DATASET EXTRACT ->
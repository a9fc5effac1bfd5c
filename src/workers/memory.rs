//! Memory worker
//!
//! Reads and updates the project knowledge store. The model sees the store's
//! inventory (and the current content of a file it is asked to update) and
//! chooses one edit, which is applied here.

use anyhow::Result;
use async_trait::async_trait;
use schemars::JsonSchema;
use serde::Deserialize;
use std::sync::Arc;

use crate::llm::{generate_object, LlmClient, Message, TokenUsage};
use crate::memory::KnowledgeStore;
use crate::orchestrator::{ResourceRecord, Worker, WorkerOutput, WorkerRequest};

use super::worker_messages;

const MEMORY_PROMPT: &str = r#"You are the memory worker of stepwise, an AI coding assistant.
You maintain markdown knowledge files about the project (architecture, conventions, decisions).
Choose one action:
- "read" to return the content of an existing file,
- "append" to add a new section to a file,
- "write" to replace a file with a complete, updated version.
File paths are relative to the knowledge store. Keep notes factual and concise; do not duplicate what a file already says."#;

#[derive(Debug, Clone, Copy, PartialEq, Eq, Deserialize, JsonSchema)]
#[serde(rename_all = "lowercase")]
enum MemoryAction {
    Read,
    Append,
    Write,
}

#[derive(Debug, Deserialize, JsonSchema)]
#[serde(rename_all = "camelCase")]
struct MemoryEdit {
    action: MemoryAction,
    /// Knowledge file, relative to the store (e.g. "architecture.md")
    file_path: String,
    /// New content for append/write
    #[serde(default)]
    content: Option<String>,
}

pub struct MemoryWorker {
    llm: Arc<dyn LlmClient>,
    store: KnowledgeStore,
    schema_attempts: usize,
}

impl MemoryWorker {
    pub fn new(llm: Arc<dyn LlmClient>, store: KnowledgeStore, schema_attempts: usize) -> Self {
        Self {
            llm,
            store,
            schema_attempts,
        }
    }

    /// Inventory plus the content of every known file the request mentions
    async fn store_overview(&self, request: &WorkerRequest) -> Result<String> {
        let mut overview = self.store.inventory().await?;
        for file in self.store.list().await? {
            if !request.prompt.contains(&file) {
                continue;
            }
            if let Some(content) = self.store.read(&file).await? {
                overview.push_str(&format!("\nCurrent content of {}:\n{}\n", file, content));
            }
        }
        Ok(overview)
    }
}

#[async_trait]
impl Worker for MemoryWorker {
    fn name(&self) -> &str {
        "memory"
    }

    async fn execute(&self, request: WorkerRequest) -> Result<WorkerOutput> {
        let mut messages = worker_messages(&request)?;
        messages.push(Message::user(self.store_overview(&request).await?));

        let edit = generate_object::<MemoryEdit>(
            self.llm.as_ref(),
            MEMORY_PROMPT,
            &messages,
            "edit_memory",
            "Read or update one project knowledge file",
            self.schema_attempts,
        )
        .await?;
        let usage: TokenUsage = edit.usage;
        let file_path = edit.value.file_path.trim().to_string();

        let output = match (edit.value.action, edit.value.content) {
            (MemoryAction::Read, _) => match self.store.read(&file_path).await? {
                Some(content) => WorkerOutput::text(content)
                    .with_records(vec![ResourceRecord::MemoryRead(file_path)]),
                None => WorkerOutput::text(format!("Knowledge file {} does not exist.", file_path)),
            },
            (MemoryAction::Append, Some(content)) => {
                self.store.append(&file_path, &content).await?;
                tracing::info!("Appended to knowledge file {}", file_path);
                WorkerOutput::text(format!("Appended to {}:\n{}", file_path, content))
                    .with_records(vec![ResourceRecord::MemoryCreated(file_path)])
            }
            (MemoryAction::Write, Some(content)) => {
                let created = self.store.write(&file_path, &content).await?;
                tracing::info!("Wrote knowledge file {}", file_path);
                let verb = if created { "Created" } else { "Updated" };
                WorkerOutput::text(format!("{} {}:\n{}", verb, file_path, content))
                    .with_records(vec![ResourceRecord::MemoryCreated(file_path)])
            }
            (action, None) => {
                anyhow::bail!("Memory {:?} of {} carried no content", action, file_path)
            }
        };

        Ok(output.with_usage(usage, edit.model))
    }
}
use anyhow::{Context, Result};
use async_trait::async_trait;
use serde::{Deserialize, Serialize};

use super::openai_compat::{convert_messages, OpenAiCompatMessage};
use super::{
    error_from_response, ContentBlock, LlmClient, LlmResponse, Message, TokenUsage, ToolChoice,
    ToolDefinition,
};

const DEFAULT_BASE_URL: &str = "https://api.openai.com";

pub struct OpenAiClient {
    api_key: String,
    model: String,
    max_tokens: usize,
    base_url: String,
    client: reqwest::Client,
}

#[derive(Debug, Serialize)]
struct ChatRequest {
    model: String,
    max_tokens: usize,
    messages: Vec<OpenAiCompatMessage>,
    #[serde(skip_serializing_if = "Vec::is_empty")]
    tools: Vec<ChatTool>,
    #[serde(skip_serializing_if = "Option::is_none")]
    tool_choice: Option<serde_json::Value>,
}

#[derive(Debug, Serialize)]
struct ChatTool {
    #[serde(rename = "type")]
    tool_type: &'static str,
    function: ChatFunctionDef,
}

#[derive(Debug, Serialize)]
struct ChatFunctionDef {
    name: String,
    description: String,
    parameters: serde_json::Value,
}

#[derive(Debug, Deserialize)]
struct ChatResponse {
    choices: Vec<ChatChoice>,
    #[serde(default)]
    usage: Option<ChatUsage>,
}

#[derive(Debug, Deserialize)]
struct ChatChoice {
    message: ChatMessage,
}

#[derive(Debug, Deserialize)]
struct ChatMessage {
    #[serde(default)]
    content: Option<String>,
    #[serde(default)]
    tool_calls: Vec<ChatToolCall>,
}

#[derive(Debug, Deserialize)]
struct ChatToolCall {
    id: String,
    function: ChatFunctionCall,
}

#[derive(Debug, Deserialize)]
struct ChatFunctionCall {
    name: String,
    arguments: String,
}

#[derive(Debug, Deserialize)]
struct ChatUsage {
    prompt_tokens: usize,
    completion_tokens: usize,
}

impl OpenAiClient {
    pub fn new(
        api_key: String,
        model: String,
        max_tokens: usize,
        base_url: Option<String>,
    ) -> Self {
        Self {
            api_key,
            model,
            max_tokens,
            base_url: base_url
                .unwrap_or_else(|| DEFAULT_BASE_URL.to_string())
                .trim_end_matches('/')
                .to_string(),
            client: reqwest::Client::new(),
        }
    }

    fn convert_response(message: ChatMessage) -> Result<Message> {
        let mut content = Vec::new();
        if let Some(text) = message.content.filter(|t| !t.is_empty()) {
            content.push(ContentBlock::Text { text });
        }
        for call in message.tool_calls {
            let input = serde_json::from_str(&call.function.arguments).with_context(|| {
                format!("Tool call '{}' carried invalid JSON arguments", call.function.name)
            })?;
            content.push(ContentBlock::ToolUse {
                id: call.id,
                name: call.function.name,
                input,
            });
        }
        Ok(Message::assistant(content))
    }
}

#[async_trait]
impl LlmClient for OpenAiClient {
    fn model(&self) -> &str {
        &self.model
    }

    async fn send_message_with_tool_choice(
        &self,
        messages: &[Message],
        tools: &[ToolDefinition],
        system_prompt: Option<&str>,
        tool_choice: ToolChoice,
    ) -> Result<LlmResponse> {
        let tool_choice = match (&tool_choice, tools.is_empty()) {
            (ToolChoice::Tool(name), false) => Some(serde_json::json!({
                "type": "function",
                "function": {"name": name}
            })),
            _ => None,
        };

        let request = ChatRequest {
            model: self.model.clone(),
            max_tokens: self.max_tokens,
            messages: convert_messages(system_prompt, messages),
            tools: tools
                .iter()
                .map(|t| ChatTool {
                    tool_type: "function",
                    function: ChatFunctionDef {
                        name: t.name.clone(),
                        description: t.description.clone(),
                        parameters: t.input_schema.clone(),
                    },
                })
                .collect(),
            tool_choice,
        };

        let response = self
            .client
            .post(format!("{}/v1/chat/completions", self.base_url))
            .bearer_auth(&self.api_key)
            .json(&request)
            .send()
            .await
            .context("Failed to send request to OpenAI")?;

        if !response.status().is_success() {
            return Err(error_from_response(response).await.into());
        }

        let chat_response: ChatResponse = response
            .json()
            .await
            .context("Failed to parse OpenAI response")?;

        let choice = chat_response
            .choices
            .into_iter()
            .next()
            .context("OpenAI response contained no choices")?;

        Ok(LlmResponse {
            message: Self::convert_response(choice.message)?,
            usage: chat_response
                .usage
                .map(|u| TokenUsage::new(u.prompt_tokens, u.completion_tokens)),
        })
    }
}
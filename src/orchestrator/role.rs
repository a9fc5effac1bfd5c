//! Worker roles and role repair

use schemars::JsonSchema;
use serde::{Deserialize, Serialize};
use std::fmt;
use std::str::FromStr;

use super::error::OrchestratorError;

/// The five kinds of worker a plan step can be assigned to
#[derive(
    Debug, Clone, Copy, PartialEq, Eq, Hash, PartialOrd, Ord, Serialize, Deserialize, JsonSchema,
)]
#[serde(rename_all = "camelCase")]
pub enum WorkerRole {
    /// Finds code, files and facts in the project
    Search,
    /// Reads and writes the project knowledge store
    Memory,
    /// Runs shell commands
    Command,
    /// Checks results against expectations and condenses answers
    Verification,
    /// Works out what the user actually asked for
    UserIntent,
}

/// Keyword vocabulary per role, in repair precedence order
const REPAIR_VOCABULARY: &[(WorkerRole, &[&str])] = &[
    (
        WorkerRole::Search,
        &["search", "find", "locate", "look", "grep", "explore", "inspect", "read"],
    ),
    (
        WorkerRole::Memory,
        &["memory", "document", "note", "record", "remember", "knowledge"],
    ),
    (
        WorkerRole::Command,
        &["run", "execute", "build", "compile", "install", "command", "shell"],
    ),
    (
        WorkerRole::Verification,
        &["verify", "validate", "check", "confirm", "review", "ensure"],
    ),
    (
        WorkerRole::UserIntent,
        &["intent", "clarify", "interpret", "understand", "ambigu"],
    ),
];

impl WorkerRole {
    pub const ALL: [WorkerRole; 5] = [
        WorkerRole::Search,
        WorkerRole::Memory,
        WorkerRole::Command,
        WorkerRole::Verification,
        WorkerRole::UserIntent,
    ];

    /// Wire name used in plans and prompts
    pub fn as_str(&self) -> &'static str {
        match self {
            WorkerRole::Search => "search",
            WorkerRole::Memory => "memory",
            WorkerRole::Command => "command",
            WorkerRole::Verification => "verification",
            WorkerRole::UserIntent => "userIntent",
        }
    }

    /// When the planner should pick this role
    pub fn selection_criteria(&self) -> &'static str {
        match self {
            WorkerRole::Search => {
                "locate files, symbols, usages or facts in the codebase; read code before changing it"
            }
            WorkerRole::Memory => {
                "read or update project knowledge notes (architecture, conventions, decisions)"
            }
            WorkerRole::Command => {
                "run a shell command: build, test, lint, inspect git state, install dependencies"
            }
            WorkerRole::Verification => {
                "check earlier results for correctness and completeness, compare against expectations"
            }
            WorkerRole::UserIntent => {
                "analyse an ambiguous request and state precisely what the user wants"
            }
        }
    }

    /// Exact (case-insensitive) parse of a role name
    pub fn parse(name: &str) -> Option<Self> {
        let normalized: String = name
            .trim()
            .chars()
            .filter(|c| *c != '_' && *c != '-')
            .collect::<String>()
            .to_lowercase();
        Self::ALL
            .into_iter()
            .find(|role| role.as_str().to_lowercase() == normalized)
    }

    /// Best-effort role guess from a step description.
    ///
    /// Roles are tried in the order search, memory, command, verification,
    /// userIntent; the first role with a keyword that prefixes a word of the
    /// description wins. Falls back to `Search`.
    pub fn infer_from_description(description: &str) -> Self {
        let lowered = description.to_lowercase();
        let words: Vec<&str> = lowered
            .split(|c: char| !c.is_alphanumeric())
            .filter(|w| !w.is_empty())
            .collect();

        REPAIR_VOCABULARY
            .iter()
            .find(|(_, keywords)| {
                words
                    .iter()
                    .any(|word| keywords.iter().any(|kw| word.starts_with(kw)))
            })
            .map(|(role, _)| *role)
            .unwrap_or(WorkerRole::Search)
    }
}

impl fmt::Display for WorkerRole {
    fn fmt(&self, f: &mut fmt::Formatter<'_>) -> fmt::Result {
        f.write_str(self.as_str())
    }
}

impl FromStr for WorkerRole {
    type Err = OrchestratorError;

    fn from_str(s: &str) -> Result<Self, Self::Err> {
        Self::parse(s).ok_or_else(|| OrchestratorError::InvalidRole(s.to_string()))
    }
}
use super::common::*;
use anyhow::Result;
use assert_fs::prelude::*;
use assert_fs::TempDir;
use serde_json::json;
use std::sync::Arc;

use stepwise::config::Config;
use stepwise::orchestrator::context::CommandRecord;
use stepwise::orchestrator::{ResourceRecord, StepOutput, WorkerRequest, WorkerRole};
use stepwise::memory::KnowledgeStore;
use stepwise::project::{AmbientContext, WorkspaceContext};
use stepwise::workers::default_registry;

/// A small Rust project with a config loader and a README
fn project() -> Result<TempDir> {
    let temp = TempDir::new()?;
    temp.child("Cargo.toml").write_str(
        r#"[package]
name = "demo"
version = "0.1.0"
edition = "2021"
"#,
    )?;
    temp.child("src/lib.rs").write_str(
        "pub fn load_config() -> String {\n    String::new()\n}\n",
    )?;
    temp.child("README.md")
        .write_str("# Demo\n\nLoads configuration.\n")?;
    Ok(temp)
}

fn config() -> Config {
    let mut config = Config::default();
    config.orchestrator.schema_attempts = 1;
    config.tools.bash_timeout_secs = 10;
    config
}

#[tokio::test]
async fn test_command_worker_runs_in_project() -> Result<()> {
    let temp = project()?;
    let llm = Arc::new(ScriptedLlm::new(
        json!({"command": "ls src", "reason": "list sources"}),
    ));
    let registry = default_registry(llm.clone(), &config(), temp.path());

    let output = registry
        .resolve(WorkerRole::Command)?
        .execute(WorkerRequest::new("list the source files"))
        .await?;

    assert_eq!(
        output.value,
        StepOutput::from("$ ls src\nlib.rs\n[exit code 0]")
    );
    assert_eq!(
        output.records,
        vec![ResourceRecord::Command(CommandRecord {
            command: "ls src".to_string(),
            result: "lib.rs\n".to_string(),
            exit_code: Some(0),
        })]
    );
    assert_eq!(output.usage.unwrap().model, "scripted-model");
    Ok(())
}

#[tokio::test]
async fn test_command_worker_refuses_dangerous_commands() -> Result<()> {
    let temp = project()?;
    let llm = Arc::new(ScriptedLlm::new(json!({"command": "rm -rf /"})));
    let registry = default_registry(llm, &config(), temp.path());

    let err = registry
        .resolve(WorkerRole::Command)?
        .execute(WorkerRequest::new("clean up"))
        .await
        .unwrap_err();

    assert!(err.to_string().contains("Refused to run 'rm -rf /'"));
    assert!(temp.child("Cargo.toml").path().exists());
    Ok(())
}

#[tokio::test]
async fn test_search_worker_finds_and_condenses() -> Result<()> {
    let temp = project()?;
    let llm = Arc::new(ScriptedLlm::new(
        json!({"patterns": ["fn load_config"], "include": "*.rs"}),
    ));
    let registry = default_registry(llm.clone(), &config(), temp.path());

    let output = registry
        .resolve(WorkerRole::Search)?
        .execute(WorkerRequest::new("find where config is loaded"))
        .await?;

    assert_eq!(output.value, StepOutput::from("scripted answer"));
    assert!(output
        .records
        .contains(&ResourceRecord::FileSearched("src/lib.rs".to_string())));

    let calls = llm.calls.lock().unwrap();
    assert_eq!(calls.len(), 2);
    let results = calls[1].last().unwrap().text();
    assert!(results.contains("src/lib.rs:1: pub fn load_config() -> String {"));

    let usage = output.usage.unwrap().usage;
    assert_eq!(usage.input_tokens, 200);
    Ok(())
}

#[tokio::test]
async fn test_memory_worker_writes_into_store() -> Result<()> {
    let temp = project()?;
    let llm = Arc::new(ScriptedLlm::new(json!({
        "action": "write",
        "filePath": "architecture.md",
        "content": "# Architecture\n\nConfig is loaded in src/lib.rs"
    })));
    let config = config();
    let registry = default_registry(llm, &config, temp.path());

    let output = registry
        .resolve(WorkerRole::Memory)?
        .execute(WorkerRequest::new("Update the knowledge file `architecture.md`."))
        .await?;

    assert_eq!(
        output.records,
        vec![ResourceRecord::MemoryCreated("architecture.md".to_string())]
    );
    let store = KnowledgeStore::new(temp.path(), &config.memory.directory);
    let content = store.read("architecture.md").await?.unwrap();
    assert!(content.contains("src/lib.rs"));
    Ok(())
}

#[tokio::test]
async fn test_prompted_workers_answer_with_text() -> Result<()> {
    let temp = project()?;
    let llm = Arc::new(ScriptedLlm::new(json!({})));
    let registry = default_registry(llm, &config(), temp.path());

    for role in [WorkerRole::Verification, WorkerRole::UserIntent] {
        let output = registry
            .resolve(role)?
            .execute(WorkerRequest::new("check it").with_additional_context("details"))
            .await?;
        assert_eq!(output.value, StepOutput::from("scripted answer"));
    }
    Ok(())
}

#[tokio::test]
async fn test_workspace_context_describes_project() -> Result<()> {
    let temp = project()?;
    let config = config();
    let store = KnowledgeStore::new(temp.path(), &config.memory.directory);
    store.init().await?;
    let ambient = WorkspaceContext::new(temp.path().to_path_buf(), store);

    let project = ambient.project_context().await?.text();
    assert!(project.contains("Detected: Rust (Cargo.toml)"));
    assert!(project.contains("- src/"));
    assert!(project.contains("# Demo"));
    assert!(!project.contains(".stepwise"));

    let memory = ambient.memory_files_context().await?.text();
    assert!(memory.contains("- INDEX.md ("));
    Ok(())
}
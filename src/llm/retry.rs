//! Retrying LLM client
//!
//! Wraps a provider client and retries rate-limit and transient server errors
//! with exponential backoff plus jitter. Everything else is returned to the
//! caller untouched; schema mismatches are never retried here.

use anyhow::Result;
use async_trait::async_trait;
use rand::Rng;
use std::time::Duration;

use crate::config::RetryConfig;

use super::{LlmClient, LlmError, LlmResponse, Message, ToolChoice, ToolDefinition};

pub struct RetryingClient {
    inner: Box<dyn LlmClient>,
    config: RetryConfig,
}

impl RetryingClient {
    pub fn new(inner: Box<dyn LlmClient>, config: RetryConfig) -> Self {
        Self { inner, config }
    }

    /// Delay before retry number `attempt` (0-indexed)
    pub fn backoff_delay(config: &RetryConfig, attempt: u32) -> Duration {
        let exponential = config
            .base_delay_ms
            .saturating_mul(2u64.saturating_pow(attempt));
        let capped = exponential.min(config.max_delay_ms);

        let jitter_range = (capped as f64 * config.jitter_factor.clamp(0.0, 1.0)) as u64;
        let jitter = if jitter_range > 0 {
            rand::thread_rng().gen_range(0..jitter_range)
        } else {
            0
        };

        Duration::from_millis(capped + jitter)
    }

    fn retry_delay(&self, error: &anyhow::Error, attempt: u32) -> Option<Duration> {
        let llm_error = error.downcast_ref::<LlmError>()?;
        if !llm_error.is_transient() {
            return None;
        }
        let backoff = Self::backoff_delay(&self.config, attempt);
        match llm_error {
            LlmError::RateLimited {
                retry_after: Some(after),
            } => Some((*after).min(Duration::from_millis(self.config.max_delay_ms)).max(backoff)),
            _ => Some(backoff),
        }
    }
}

#[async_trait]
impl LlmClient for RetryingClient {
    fn model(&self) -> &str {
        self.inner.model()
    }

    async fn send_message_with_tool_choice(
        &self,
        messages: &[Message],
        tools: &[ToolDefinition],
        system_prompt: Option<&str>,
        tool_choice: ToolChoice,
    ) -> Result<LlmResponse> {
        let mut attempt = 0;
        loop {
            let result = self
                .inner
                .send_message_with_tool_choice(messages, tools, system_prompt, tool_choice.clone())
                .await;

            let error = match result {
                Ok(response) => return Ok(response),
                Err(e) => e,
            };

            if attempt >= self.config.max_retries {
                return Err(error);
            }

            match self.retry_delay(&error, attempt) {
                Some(delay) => {
                    tracing::warn!(
                        "LLM call failed ({}), retrying in {}ms (attempt {}/{})",
                        error,
                        delay.as_millis(),
                        attempt + 1,
                        self.config.max_retries
                    );
                    tokio::time::sleep(delay).await;
                    attempt += 1;
                }
                None => return Err(error),
            }
        }
    }
}
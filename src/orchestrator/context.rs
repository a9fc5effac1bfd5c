//! Shared Execution Context
//!
//! One `ExecutionContext` exists per request. It holds the plan and everything
//! workers have touched while executing it. Fields are private: state changes
//! go through the recorder methods below, resource logs only ever grow, and
//! the only in-place plan changes are step completion, role repair and the
//! deadlock repair.

use chrono::{DateTime, Utc};
use serde::{Deserialize, Serialize};
use std::collections::BTreeMap;

use crate::llm::TokenUsage;

use super::role::WorkerRole;
use super::types::{Plan, StepAgent, StepId, StepOutput};

/// Inclusive 1-based line range of a file read
#[derive(Debug, Clone, Copy, PartialEq, Eq, Serialize, Deserialize)]
pub struct LineRange {
    pub start: usize,
    pub end: usize,
}

/// A file a worker read, with the line ranges it looked at
#[derive(Debug, Clone, PartialEq, Eq, Serialize, Deserialize)]
pub struct FileRead {
    pub path: String,
    pub lines: Vec<LineRange>,
}

#[derive(Debug, Clone, PartialEq, Serialize, Deserialize)]
#[serde(rename_all = "camelCase")]
pub struct CommandRecord {
    pub command: String,
    pub result: String,
    pub exit_code: Option<i32>,
}

#[derive(Debug, Clone, PartialEq, Serialize, Deserialize)]
pub struct WebSearchRecord {
    pub query: String,
    pub result: String,
}

#[derive(Debug, Clone, PartialEq, Serialize, Deserialize)]
#[serde(rename_all = "camelCase")]
pub struct ErrorEntry {
    pub step: Option<StepId>,
    pub error: String,
    #[serde(default, skip_serializing_if = "Option::is_none")]
    pub recovery: Option<String>,
}

#[derive(Debug, Clone, PartialEq, Serialize, Deserialize)]
#[serde(rename_all = "camelCase")]
pub struct IntermediateResult {
    pub step: StepId,
    pub agent: String,
    pub output: StepOutput,
}

/// Accumulated token usage of one agent
#[derive(Debug, Clone, Default, PartialEq, Eq, Serialize, Deserialize)]
#[serde(rename_all = "camelCase")]
pub struct AgentUsage {
    pub prompt_tokens: usize,
    pub completion_tokens: usize,
    pub model: String,
}

/// Something a worker touched, reported back to the scheduler
#[derive(Debug, Clone, PartialEq)]
pub enum ResourceRecord {
    FileSearched(String),
    FileRead {
        path: String,
        lines: Option<LineRange>,
    },
    Command(CommandRecord),
    WebSearch(WebSearchRecord),
    MemoryCreated(String),
    MemoryRead(String),
}

#[derive(Debug, Clone, Serialize, Deserialize)]
#[serde(rename_all = "camelCase")]
pub struct ExecutionContext {
    request_id: String,
    user_id: String,
    timestamp: DateTime<Utc>,
    current_step: Option<StepId>,
    total_steps: usize,
    plan: Option<Plan>,
    files_searched: Vec<String>,
    files_read: Vec<FileRead>,
    commands_executed: Vec<CommandRecord>,
    web_searches: Vec<WebSearchRecord>,
    memory_created: Vec<String>,
    memory_read: Vec<String>,
    intermediate_results: Vec<IntermediateResult>,
    errors: Vec<ErrorEntry>,
    token_usage: BTreeMap<String, AgentUsage>,
}

impl ExecutionContext {
    pub fn new(user_id: impl Into<String>) -> Self {
        Self {
            request_id: uuid::Uuid::new_v4().to_string(),
            user_id: user_id.into(),
            timestamp: Utc::now(),
            current_step: None,
            total_steps: 0,
            plan: None,
            files_searched: Vec::new(),
            files_read: Vec::new(),
            commands_executed: Vec::new(),
            web_searches: Vec::new(),
            memory_created: Vec::new(),
            memory_read: Vec::new(),
            intermediate_results: Vec::new(),
            errors: Vec::new(),
            token_usage: BTreeMap::new(),
        }
    }

    pub fn request_id(&self) -> &str {
        &self.request_id
    }

    pub fn user_id(&self) -> &str {
        &self.user_id
    }

    pub fn timestamp(&self) -> DateTime<Utc> {
        self.timestamp
    }

    pub fn current_step(&self) -> Option<StepId> {
        self.current_step
    }

    pub fn total_steps(&self) -> usize {
        self.total_steps
    }

    pub fn plan(&self) -> Option<&Plan> {
        self.plan.as_ref()
    }

    pub fn files_searched(&self) -> &[String] {
        &self.files_searched
    }

    /// Files read so far, least recently read first
    pub fn files_read(&self) -> &[FileRead] {
        &self.files_read
    }

    pub fn commands_executed(&self) -> &[CommandRecord] {
        &self.commands_executed
    }

    pub fn web_searches(&self) -> &[WebSearchRecord] {
        &self.web_searches
    }

    pub fn memory_created(&self) -> &[String] {
        &self.memory_created
    }

    pub fn memory_read(&self) -> &[String] {
        &self.memory_read
    }

    pub fn intermediate_results(&self) -> &[IntermediateResult] {
        &self.intermediate_results
    }

    pub fn errors(&self) -> &[ErrorEntry] {
        &self.errors
    }

    pub fn token_usage(&self) -> &BTreeMap<String, AgentUsage> {
        &self.token_usage
    }

    /// Install the plan for this request and reset step tracking
    pub fn set_plan(&mut self, plan: Plan) {
        self.total_steps = plan.steps.len();
        self.current_step = None;
        self.plan = Some(plan);
    }

    pub fn set_current_step(&mut self, id: StepId) {
        self.current_step = Some(id);
    }

    /// Mark a step completed with its result.
    ///
    /// Returns false when the step does not exist or was already completed;
    /// a completed step is never overwritten.
    pub fn complete_step(&mut self, id: StepId, output: StepOutput) -> bool {
        let Some(step) = self.plan.as_mut().and_then(|p| p.find_step_mut(id)) else {
            return false;
        };
        if step.completed {
            return false;
        }
        step.completed = true;
        step.result = Some(output.clone());
        let agent = step.agent.to_string();
        self.intermediate_results.push(IntermediateResult {
            step: id,
            agent,
            output,
        });
        true
    }

    /// Replace the agent of a not-yet-completed step
    pub fn repair_step_agent(&mut self, id: StepId, role: WorkerRole) -> bool {
        match self.plan.as_mut().and_then(|p| p.find_step_mut(id)) {
            Some(step) if !step.completed => {
                step.agent = StepAgent::Role(role);
                true
            }
            _ => false,
        }
    }

    /// Drop every dependency of a step (deadlock repair)
    pub fn clear_dependencies(&mut self, id: StepId) -> bool {
        match self.plan.as_mut().and_then(|p| p.find_step_mut(id)) {
            Some(step) if !step.completed => {
                step.dependencies.clear();
                true
            }
            _ => false,
        }
    }

    pub fn record_file_searched(&mut self, path: impl Into<String>) {
        self.files_searched.push(path.into());
    }

    /// Record a read; reading a known file again moves it to the end
    pub fn record_file_read(&mut self, path: impl Into<String>, lines: Option<LineRange>) {
        let path = path.into();
        let mut entry = match self.files_read.iter().position(|f| f.path == path) {
            Some(pos) => self.files_read.remove(pos),
            None => FileRead {
                path,
                lines: Vec::new(),
            },
        };
        entry.lines.extend(lines);
        self.files_read.push(entry);
    }

    pub fn record_command(&mut self, record: CommandRecord) {
        self.commands_executed.push(record);
    }

    pub fn record_web_search(&mut self, record: WebSearchRecord) {
        self.web_searches.push(record);
    }

    pub fn record_memory_created(&mut self, path: impl Into<String>) {
        self.memory_created.push(path.into());
    }

    pub fn record_memory_read(&mut self, path: impl Into<String>) {
        self.memory_read.push(path.into());
    }

    pub fn record_error(
        &mut self,
        step: Option<StepId>,
        error: impl Into<String>,
        recovery: Option<String>,
    ) {
        self.errors.push(ErrorEntry {
            step,
            error: error.into(),
            recovery,
        });
    }

    /// Add a usage sample to the agent's running total
    pub fn record_token_usage(&mut self, agent: &str, usage: &TokenUsage, model: &str) {
        let entry = self.token_usage.entry(agent.to_string()).or_default();
        entry.prompt_tokens += usage.input_tokens;
        entry.completion_tokens += usage.output_tokens;
        entry.model = model.to_string();
    }

    /// Apply the resource records a worker returned
    pub fn apply(&mut self, records: Vec<ResourceRecord>) {
        for record in records {
            match record {
                ResourceRecord::FileSearched(path) => self.record_file_searched(path),
                ResourceRecord::FileRead { path, lines } => self.record_file_read(path, lines),
                ResourceRecord::Command(record) => self.record_command(record),
                ResourceRecord::WebSearch(record) => self.record_web_search(record),
                ResourceRecord::MemoryCreated(path) => self.record_memory_created(path),
                ResourceRecord::MemoryRead(path) => self.record_memory_read(path),
            }
        }
    }

    /// Total tokens across all agents
    pub fn total_tokens(&self) -> usize {
        self.token_usage
            .values()
            .map(|u| u.prompt_tokens + u.completion_tokens)
            .sum()
    }
}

WHAT IS REQUIRED -> Needed here are the exact lines from the start of the material through the line that contains "use crate::memory::KnowledgeStore;", and no others.

FINISHED TASK ->
repository a9fc5effac1bfd5c
filename src/workers/memory.rs
//! Memory worker
//!
//! Reads and updates the project knowledge store. The model sees the store's
//! inventory (and the current content of a file it is asked to update) and
//! chooses one edit, which is applied here.

use anyhow::Result;
use async_trait::async_trait;
use schemars::JsonSchema;
use serde::Deserialize;
use std::sync::Arc;

use crate::llm::{generate_object, LlmClient, Message, TokenUsage};
use crate::memory::KnowledgeStore;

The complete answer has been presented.